KURTIS: Bill Kurtis. And here is your host at the Moore Theatre in Seattle, Peter Sagal.

(APPLAUSE)

PETER SAGAL, HOST:

Thank you, Bill. Thank you, guys. Thanks. Well, it hasn't been a quiet week in Lake Wobegon.

(LAUGHTER)

SAGAL: Just going to get that out there. To all the critics who had said that Garrison Keillor had lost his touch, turned out that wasn't true at all.

(LAUGHTER, APPLAUSE)

SAGAL: Later on, we are going to be talking to writer-director Greta Gerwig. But just to be safe, we're going to be talking to all of our fans only by phone. So...

(LAUGHTER)

SAGAL: ...Join us from a safe distance by calling 1-888-WAIT-WAIT. That's 1-888-924-8924. It's time to welcome our first listener contestant. Hi, you are on WAIT WAIT...DON'T TELL ME.

MARK BLAUSTEIN: Hey, Peter. This is Mark from New York City.

SAGAL: Hey, Mark. How are things in New York?

BLAUSTEIN: Great. Excellent.

SAGAL: Where do you - what do you do in New York?
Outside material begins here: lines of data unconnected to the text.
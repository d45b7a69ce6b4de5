//! The GSN → location index: a fixed-width, append-only binary file
//! mapping each allocated GSN to where its record landed.

use crate::error::Result;
use fs2::FileExt;
use std::fs::{self, File, OpenOptions};
use std::io::{Read, Seek, SeekFrom, Write};
use std::path::{Path, PathBuf};
use std::sync::Mutex;

const ENTRY_LEN: usize = 18; // u64 gsn + u8 kind + u8 file_id + u64 offset

/// Where a GSN's bytes live: the active log, or a numbered archive.
#[derive(Debug, Clone, Copy, PartialEq, Eq)]
pub enum StorageKind {
    /// `message.log`.
    Active,
    /// An archive file, identified by `file_id`.
    Archive,
}

impl StorageKind {
    fn to_byte(self) -> u8 {
        match self {
            StorageKind::Active => 0,
            StorageKind::Archive => 1,
        }
    }

    fn from_byte(b: u8) -> Option<Self> {
        match b {
            0 => Some(StorageKind::Active),
            1 => Some(StorageKind::Archive),
            _ => None,
        }
    }
}

/// One 18-byte entry: `<u64 gsn><u8 kind><u8 file_id><u64 offset>`.
///
/// `offset` is a line index within the named file, not a byte offset —
/// line index is stable to re-derive from a rewritten file, while a byte
/// offset would need recomputing whenever a preceding line changes length.
#[derive(Debug, Clone, Copy, PartialEq, Eq)]
pub struct GsnIndexEntry {
    /// The allocated GSN this entry locates.
    pub gsn: u64,
    /// Active log or archive.
    pub kind: StorageKind,
    /// Archive ordinal; 0 for the active log.
    pub file_id: u8,
    /// Line index within that file.
    pub offset: u64,
}

impl GsnIndexEntry {
    fn to_bytes(self) -> [u8; ENTRY_LEN] {
        let mut buf = [0u8; ENTRY_LEN];
        buf[0..8].copy_from_slice(&self.gsn.to_le_bytes());
        buf[8] = self.kind.to_byte();
        buf[9] = self.file_id;
        buf[10..18].copy_from_slice(&self.offset.to_le_bytes());
        buf
    }

    fn from_bytes(buf: &[u8; ENTRY_LEN]) -> Option<Self> {
        let gsn = u64::from_le_bytes(buf[0..8].try_into().unwrap());
        let kind = StorageKind::from_byte(buf[8])?;
        let file_id = buf[9];
        let offset = u64::from_le_bytes(buf[10..18].try_into().unwrap());
        Some(GsnIndexEntry {
            gsn,
            kind,
            file_id,
            offset,
        })
    }
}

/// Append-only binary index of GSN → location (`gsn_index.idx`).
///
/// Entries may go stale after rotation (an entry recorded as
/// `(Active, 0, i)` no longer points at the right line once that record
/// is archived). The index never rewrites stale entries in place — the
/// facade's read path tolerates staleness by verifying the resolved
/// record's own `metadata.gsn` before trusting it.
pub struct GsnIndex {
    path: PathBuf,
    mutex: Mutex<()>,
}

impl GsnIndex {
    /// Open (or create) the index file in `dir`.
    pub fn open(dir: impl AsRef<Path>) -> Result<Self> {
        let path = dir.as_ref().join("gsn_index.idx");
        if !path.exists() {
            File::create(&path)?;
        }
        Ok(GsnIndex {
            path,
            mutex: Mutex::new(()),
        })
    }

    /// Append one entry, fsyncing before returning.
    pub fn append(&self, entry: GsnIndexEntry) -> Result<()> {
        let _guard = self.mutex.lock().expect("gsn_index mutex poisoned");
        let mut file = OpenOptions::new().append(true).open(&self.path)?;
        file.lock_exclusive()?;
        let result = (|| -> Result<()> {
            file.write_all(&entry.to_bytes())?;
            file.sync_data()?;
            Ok(())
        })();
        let _ = FileExt::unlock(&file);
        result
    }

    /// Find the location of `gsn`, if it has been recorded.
    ///
    /// Entries are not guaranteed sorted under concurrent writers, so this
    /// is a linear scan; if corrective entries were appended after
    /// rotation, the most recently appended matching entry wins.
    pub fn lookup(&self, gsn: u64) -> Result<Option<GsnIndexEntry>> {
        let data = fs::read(&self.path)?;
        let mut found = None;
        for chunk in data.chunks_exact(ENTRY_LEN) {
            let bytes: [u8; ENTRY_LEN] = chunk.try_into().unwrap();
            if let Some(entry) = GsnIndexEntry::from_bytes(&bytes) {
                if entry.gsn == gsn {
                    found = Some(entry);
                }
            }
        }
        Ok(found)
    }
}

#[cfg(test)]
mod tests {
    use super::*;
    use tempfile::tempdir;

    #[test]
    fn append_then_lookup_roundtrips() {
        let dir = tempdir().unwrap();
        let index = GsnIndex::open(dir.path()).unwrap();
        index
            .append(GsnIndexEntry {
                gsn: 1,
                kind: StorageKind::Active,
                file_id: 0,
                offset: 0,
            })
            .unwrap();
        index
            .append(GsnIndexEntry {
                gsn: 2,
                kind: StorageKind::Active,
                file_id: 0,
                offset: 1,
            })
            .unwrap();

        let found = index.lookup(2).unwrap().unwrap();
        assert_eq!(found.offset, 1);
        assert_eq!(found.kind, StorageKind::Active);
    }

    #[test]
    fn lookup_missing_gsn_returns_none() {
        let dir = tempdir().unwrap();
        let index = GsnIndex::open(dir.path()).unwrap();
        assert!(index.lookup(99).unwrap().is_none());
    }

    #[test]
    fn later_corrective_entry_wins_on_lookup() {
        let dir = tempdir().unwrap();
        let index = GsnIndex::open(dir.path()).unwrap();
        index
            .append(GsnIndexEntry {
                gsn: 5,
                kind: StorageKind::Active,
                file_id: 0,
                offset: 5,
            })
            .unwrap();
        // Rotation moved gsn 5 into the first archive, at line 0.
        index
            .append(GsnIndexEntry {
                gsn: 5,
                kind: StorageKind::Archive,
                file_id: 0,
                offset: 0,
            })
            .unwrap();

        let found = index.lookup(5).unwrap().unwrap();
        assert_eq!(found.kind, StorageKind::Archive);
        assert_eq!(found.offset, 0);
    }

    #[test]
    fn persists_across_reopen() {
        let dir = tempdir().unwrap();
        {
            let index = GsnIndex::open(dir.path()).unwrap();
            index
                .append(GsnIndexEntry {
                    gsn: 1,
                    kind: StorageKind::Active,
                    file_id: 0,
                    offset: 0,
                })
                .unwrap();
        }
        let index = GsnIndex::open(dir.path()).unwrap();
        assert!(index.lookup(1).unwrap().is_some());
    }
}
BLAUSTEIN: I'm a creative director and graphic designer. I have a practice in Manhattan, and I by night am a percussionist. I have been studying West African percussion for about 20 years, and I play for dance classes around New York.

SAGAL: Wow, that's pretty exciting.

(APPLAUSE)

BLAUSTEIN: Yes, it's pretty amazing.

SAGAL: Do you know our benevolent overlord Doug Berman is often - also an afficionado of African drumming? Have you ever run into him?

(LAUGHTER)

BLAUSTEIN: Not - no, not physically.

(LAUGHTER)

LUKE BURBANK: That was the most public...

BLAUSTEIN: I'm sure he's great.

BURBANK: ...Radio conversation I've ever had.

(LAUGHTER)

SAGAL: Mark, welcome to our show. Let me introduce you to our panel this week. First up, it's the host of the confessional podcast Too Beautiful to Live as well as the public radio variety show Live Wire, which will be right here in Seattle December 9 at the Neptune Theatre. It's Luke Burbank.

(APPLAUSE)

BLAUSTEIN: Hey, Luke.

BURBANK: Hi, Mark.

SAGAL: Next, it's the host of the Fake The Nation podcast and author of "How To Make White People Laugh," available wherever books are sold - its Negin Farsad.

(APPLAUSE)

BLAUSTEIN: Hey, Negin.

SAGAL: Finally, it's the comedian who'll be headlining The Secret Group in Houston on December 9. His documentary, "The Problem With Apu," is available on iTunes. It's Hari Kondabolu.

(APPLAUSE)

SAGAL: Welcome to the show, Mark. You're going to play Who's Bill This Time. Bill Kurtis is going to read for you three quotations from the week's news. If you can correctly identify or explain two of them, you'll win our prize - the voice of your choice on your voicemail. You ready to play?

BLAUSTEIN: Sure.

SAGAL: All right. Here is your first quote.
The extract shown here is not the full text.